Star Schema
Description
Many data warehouses are used in a fairly formulaic style, known as a star schema (also known as dimensional modeling) (The name "star schema" comes from the fact that when the table relationships are visualized, the fact table is in the middle, surrounded by its dimension tables; the connections to these tables are like the rays of a star.)
The following example shows a data warehouse that might be found at a grocery retailer. At the center of the schema is a so-called fact table (in this example, it is called fact_sales). Each row of the fact table represents an event that occurred at a particular time (here, each row represents a customer's purchase of a product). If we were analyzing website traffic rather than retail sales, each row might represent a page view or a click by a user.
Usually, facts are captured as individual events, because this allows maximum flexibility of analysis later.

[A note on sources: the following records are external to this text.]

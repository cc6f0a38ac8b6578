use std::borrow::Cow;
use std::path::Path;

use crate::error::{FormatError, ParseStep, PipelineError};
use crate::types::TextGrid;

pub mod dialect;
pub mod splitter;
pub mod tier_parser;
pub mod writer;

pub use dialect::detect_dialect;
pub use splitter::{split_tiers, GridLayout};
pub use tier_parser::parse_tier;
pub use writer::write_textgrid;

/// Parses TextGrid text in any of the three supported dialects.
pub fn parse_textgrid(text: &str) -> Result<TextGrid, FormatError> {
    let text = normalize_newlines(text);
    let layout = split_tiers(&text)?;
    let tiers = layout
        .raw_tiers
        .iter()
        .map(|raw| parse_tier(raw, layout.dialect))
        .collect::<Result<Vec<_>, _>>()?;

    Ok(TextGrid {
        dialect: layout.dialect,
        xmin: layout.xmin,
        xmax: layout.xmax,
        tiers,
    })
}

/// Reads the whole file once, then parses it.
pub fn read_textgrid(path: &Path) -> Result<TextGrid, PipelineError> {
    let text = std::fs::read_to_string(path)
        .map_err(|e| PipelineError::io("read TextGrid", path, e))?;
    parse_textgrid(&text).map_err(|e| PipelineError::format(path, e))
}

fn normalize_newlines(text: &str) -> Cow<'_, str> {
    if text.contains('\r') {
        Cow::Owned(text.replace("\r\n", "\n").replace('\r', "\n"))
    } else {
        Cow::Borrowed(text)
    }
}

/// Undoes Praat's doubled-quote escaping inside a captured label.
pub(crate) fn unquote(label: &str) -> String {
    if label.contains("\"\"") {
        label.replace("\"\"", "\"")
    } else {
        label.to_string()
    }
}

pub(crate) fn parse_seconds(
    value: &str,
    step: ParseStep,
    field: &'static str,
) -> Result<f64, FormatError> {
    value
        .trim()
        .parse::<f64>()
        .ok()
        .filter(|seconds| seconds.is_finite())
        .ok_or_else(|| FormatError::invalid_number(step, field, value))
}

pub(crate) fn parse_count(
    value: &str,
    step: ParseStep,
    field: &'static str,
) -> Result<usize, FormatError> {
    value
        .trim()
        .parse::<usize>()
        .map_err(|_| FormatError::invalid_number(step, field, value))
}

Some of the columns in the fact table are attributes, such as the price at which the product was sold and the cost of buying it from the supplier (allowing the profit margin to be calculated). Other columns in the fact table are foreign key references to other tables, called dimension tables. As each row in the fact table represents an event, the dimensions represent the who, what, where, when, how, and why of the event.
- For simplicity, if the customer buys several different products at once, they are represented as separate rows in the fact table.

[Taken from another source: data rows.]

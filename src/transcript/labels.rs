use std::collections::HashSet;

/// Label normalization used for stop-label lookups: strip surrounding braces
/// (`{SP}` → `SP`), then ASCII-lowercase.
pub fn normalize_label(label: &str) -> String {
    label
        .trim_matches(|c: char| c == '{' || c == '}')
        .to_ascii_lowercase()
}

/// Set of labels that never become words or phonemes (silences, breaths,
/// noise, sentence markers, empty intervals).
#[derive(Debug, Clone, PartialEq, Eq)]
pub struct StopLabels {
    labels: HashSet<String>,
}

impl StopLabels {
    pub fn new<I, S>(labels: I) -> Self
    where
        I: IntoIterator<Item = S>,
        S: AsRef<str>,
    {
        Self {
            labels: labels
                .into_iter()
                .map(|label| normalize_label(label.as_ref()))
                .collect(),
        }
    }

    pub fn contains(&self, label: &str) -> bool {
        self.labels.contains(&normalize_label(label))
    }
}

#[cfg(test)]
mod tests {
    use super::*;
    use crate::config::TranscriptConfig;

    fn defaults() -> StopLabels {
        StopLabels::new(TranscriptConfig::DEFAULT_STOP_LABELS)
    }

    #[test]
    fn normalize_strips_braces_and_lowercases() {
        assert_eq!(normalize_label("{SP}"), "sp");
        assert_eq!(normalize_label("{{LG}"), "lg");
        assert_eq!(normalize_label("Hello"), "hello");
        assert_eq!(normalize_label("a{b}c"), "a{b}c");
    }

    #[test]
    fn default_stop_labels_match_any_case_and_braces() {
        let stops = defaults();
        for label in ["sp", "SP", "{sp}", "{SP}", "Sp", "", "{}", "br", "{NS}", "sentence_start"] {
            assert!(stops.contains(label), "{label:?} should be a stop label");
        }
        for label in ["spa", "hello", " sp", "AH0"] {
            assert!(!stops.contains(label), "{label:?} should be kept");
        }
    }
}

- Event date and time are often represented using dimension tables, because this allows additional information about dates (such as public holidays) to be encoded, allowing queries to differentiate between sales on holidays and non-holidays.
Snowflake Schema
A variation of "Start Schema" is known as the Snowflake Schema, where dimensions are further broken down into subdimensions.
For example, there could be separate tables for brands and product categories, and each row in the dim_product table could reference the brand and category as foreign keys, rather than storing them as strings in the dim_product table.
Snowflake schemas are more normalized than star schemas, but star schemas are often preferred because they are simpler for analysts to work with.